What the task requires: Print each record below exactly as it appears.

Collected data
= Beginning of Section =

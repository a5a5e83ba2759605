use axum::{extract::State, http::StatusCode, Json};
use chrono::Utc;
use serde::Deserialize;

use crate::auth::middleware::Claims;
use crate::bus::UserEvent;
use crate::error::ApiError;
use crate::moderation::CLOSE_BANNED;
use crate::state::AppState;

#[derive(Debug, Deserialize)]
pub struct BanRequest {
    pub user_id: String,
    #[serde(default)]
    pub reason: String,
    /// RFC3339; empty means permanent.
    #[serde(default)]
    pub expires_at: String,
}

/// POST /api/moderation/ban — Admin-only. Records the sanction consumed by
/// `assert_not_banned` and force-disconnects the target everywhere.
pub async fn ban_user(
    State(state): State<AppState>,
    claims: Claims,
    Json(req): Json<BanRequest>,
) -> Result<StatusCode, ApiError> {
    if !claims.is_admin {
        return Err(ApiError::Forbidden("admin privileges required"));
    }
    if req.user_id == claims.sub {
        return Err(ApiError::BadRequest("cannot ban yourself".to_string()));
    }

    let db = state.db.clone();
    let target = req.user_id.clone();
    let reason = req.reason.clone();
    let expires_at = req.expires_at.clone();

    tokio::task::spawn_blocking(move || {
        let conn = db.lock().map_err(|_| ApiError::internal("db lock poisoned"))?;

        let exists: bool = conn.query_row(
            "SELECT COUNT(*) FROM users WHERE id = ?1",
            [&target],
            |row| row.get::<_, i64>(0).map(|c| c > 0),
        )?;
        if !exists {
            return Err(ApiError::NotFound("user"));
        }

        let exp = if expires_at.is_empty() {
            None
        } else {
            Some(expires_at.as_str())
        };
        let now = Utc::now().to_rfc3339();

        conn.execute(
            "INSERT OR REPLACE INTO bans (user_id, reason, expires_at, created_at)
             VALUES (?1, ?2, ?3, ?4)",
            rusqlite::params![target, reason, exp, now],
        )?;

        Ok::<_, ApiError>(())
    })
    .await??;

    let close_reason = if req.reason.is_empty() {
        "You have been banned".to_string()
    } else {
        format!("Banned: {}", req.reason)
    };

    tracing::info!(user_id = %req.user_id, "user banned");

    state
        .bus
        .publish_user(
            &req.user_id,
            UserEvent::ForceDisconnect {
                reason: close_reason,
                close_code: CLOSE_BANNED,
            },
        );

    Ok(StatusCode::OK)
}
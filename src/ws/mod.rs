pub mod actor;
pub mod broadcast;
pub mod handler;
pub mod protocol;

use std::collections::HashSet;
use std::sync::Arc;

use dashmap::DashMap;
use tokio::sync::mpsc;

/// Type alias for the sender half of a WebSocket connection's channel.
/// Other parts of the system can clone this to push messages to a specific client.
pub type ConnectionSender = mpsc::UnboundedSender<axum::extract::ws::Message>;

/// Connection registry: tracks all active WebSocket connections per user.
/// A user can have multiple concurrent connections (multiple devices/tabs).
/// Arc<DashMap<UserId, Vec<ConnectionSender>>>
pub type ConnectionRegistry = Arc<DashMap<String, Vec<ConnectionSender>>>;

/// Local room subscriptions: which of this process's connected users are
/// subscribed to each room topic. The bus relay consults this to decide
/// which local connections receive a room broadcast.
/// Arc<DashMap<RoomId, HashSet<UserId>>>
pub type RoomSubscriptions = Arc<DashMap<String, HashSet<String>>>;

/// Create a new empty connection registry.
pub fn new_connection_registry() -> ConnectionRegistry {
    Arc::new(DashMap::new())
}

/// Create a new empty room subscription table.
pub fn new_room_subscriptions() -> RoomSubscriptions {
    Arc::new(DashMap::new())
}
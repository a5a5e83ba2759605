use std::sync::Arc;

use crate::bus::FanoutBus;
use crate::config::RoomPolicy;
use crate::db::DbPool;
use crate::reward::RewardSink;
use crate::rooms::locks::RoomLocks;
use crate::ws::{ConnectionRegistry, RoomSubscriptions};

/// Shared application state passed to all handlers via axum State extractor.
#[derive(Clone)]
pub struct AppState {
    /// SQLite connection wrapped in Arc<Mutex>
    pub db: DbPool,
    /// JWT signing secret (256-bit random key)
    pub jwt_secret: Vec<u8>,
    /// Active WebSocket connections per user
    pub connections: ConnectionRegistry,
    /// Which locally-connected users are subscribed to each room topic
    pub room_subscriptions: RoomSubscriptions,
    /// Publish/subscribe fanout bus
    pub bus: FanoutBus,
    /// Per-room exclusive locks serializing status and capacity mutations
    pub room_locks: RoomLocks,
    /// Room capacity / lifecycle policy knobs
    pub policy: RoomPolicy,
    /// External reward collaborator, invoked on room finish
    pub reward: Arc<dyn RewardSink>,
}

= End of Section =

Your solution:
repository a5a5e83ba2759605
use axum::{extract::State, http::StatusCode, Json};
use chrono::Utc;
use serde::Deserialize;

use crate::auth::middleware::Claims;
use crate::bus::UserEvent;
use crate::error::ApiError;
use crate::moderation::CLOSE_BANNED;
use crate::state::AppState;

#[derive(Debug, Deserialize)]
pub struct BanRequest {
    pub user_id: String,
    #[serde(default)]
    pub reason: String,
    /// RFC3339; empty means permanent.
    #[serde(default)]
    pub expires_at: String,
}

/// POST /api/moderation/ban — Admin-only. Records the sanction consumed by
/// `assert_not_banned` and force-disconnects the target everywhere.
pub async fn ban_user(
    State(state): State<AppState>,
    claims: Claims,
    Json(req): Json<BanRequest>,
) -> Result<StatusCode, ApiError> {
    if !claims.is_admin {
        return Err(ApiError::Forbidden("admin privileges required"));
    }
    if req.user_id == claims.sub {
        return Err(ApiError::BadRequest("cannot ban yourself".to_string()));
    }

    let db = state.db.clone();
    let target = req.user_id.clone();
    let reason = req.reason.clone();
    let expires_at = req.expires_at.clone();

    tokio::task::spawn_blocking(move || {
        let conn = db.lock().map_err(|_| ApiError::internal("db lock poisoned"))?;

        let exists: bool = conn.query_row(
            "SELECT COUNT(*) FROM users WHERE id = ?1",
            [&target],
            |row| row.get::<_, i64>(0).map(|c| c > 0),
        )?;
        if !exists {
            return Err(ApiError::NotFound("user"));
        }

        let exp = if expires_at.is_empty() {
            None
        } else {
            Some(expires_at.as_str())
        };
        let now = Utc::now().to_rfc3339();

        conn.execute(
            "INSERT OR REPLACE INTO bans (user_id, reason, expires_at, created_at)
             VALUES (?1, ?2, ?3, ?4)",
            rusqlite::params![target, reason, exp, now],
        )?;

        Ok::<_, ApiError>(())
    })
    .await??;

    let close_reason = if req.reason.is_empty() {
        "You have been banned".to_string()
    } else {
        format!("Banned: {}", req.reason)
    };

    tracing::info!(user_id = %req.user_id, "user banned");

    state
        .bus
        .publish_user(
            &req.user_id,
            UserEvent::ForceDisconnect {
                reason: close_reason,
                close_code: CLOSE_BANNED,
            },
        );

    Ok(StatusCode::OK)
}
filename src/ws/mod.rs
pub mod actor;
pub mod broadcast;
pub mod handler;
pub mod protocol;

use std::collections::HashSet;
use std::sync::Arc;

use dashmap::DashMap;
use tokio::sync::mpsc;

/// Type alias for the sender half of a WebSocket connection's channel.
/// Other parts of the system can clone this to push messages to a specific client.
pub type ConnectionSender = mpsc::UnboundedSender<axum::extract::ws::Message>;

/// Connection registry: tracks all active WebSocket connections per user.
/// A user can have multiple concurrent connections (multiple devices/tabs).
/// Arc<DashMap<UserId, Vec<ConnectionSender>>>
pub type ConnectionRegistry = Arc<DashMap<String, Vec<ConnectionSender>>>;

/// Local room subscriptions: which of this process's connected users are
/// subscribed to each room topic. The bus relay consults this to decide
/// which local connections receive a room broadcast.
/// Arc<DashMap<RoomId, HashSet<UserId>>>
pub type RoomSubscriptions = Arc<DashMap<String, HashSet<String>>>;

/// Create a new empty connection registry.
pub fn new_connection_registry() -> ConnectionRegistry {
    Arc::new(DashMap::new())
}

/// Create a new empty room subscription table.
pub fn new_room_subscriptions() -> RoomSubscriptions {
    Arc::new(DashMap::new())
}
repository a5a5e83ba2759605
use std::sync::Arc;

use crate::bus::FanoutBus;
use crate::config::RoomPolicy;
use crate::db::DbPool;
use crate::reward::RewardSink;
use crate::rooms::locks::RoomLocks;
use crate::ws::{ConnectionRegistry, RoomSubscriptions};

/// Shared application state passed to all handlers via axum State extractor.
#[derive(Clone)]
pub struct AppState {
    /// SQLite connection wrapped in Arc<Mutex>
    pub db: DbPool,
    /// JWT signing secret (256-bit random key)
    pub jwt_secret: Vec<u8>,
    /// Active WebSocket connections per user
    pub connections: ConnectionRegistry,
    /// Which locally-connected users are subscribed to each room topic
    pub room_subscriptions: RoomSubscriptions,
    /// Publish/subscribe fanout bus
    pub bus: FanoutBus,
    /// Per-room exclusive locks serializing status and capacity mutations
    pub room_locks: RoomLocks,
    /// Room capacity / lifecycle policy knobs
    pub policy: RoomPolicy,
    /// External reward collaborator, invoked on room finish
    pub reward: Arc<dyn RewardSink>,
}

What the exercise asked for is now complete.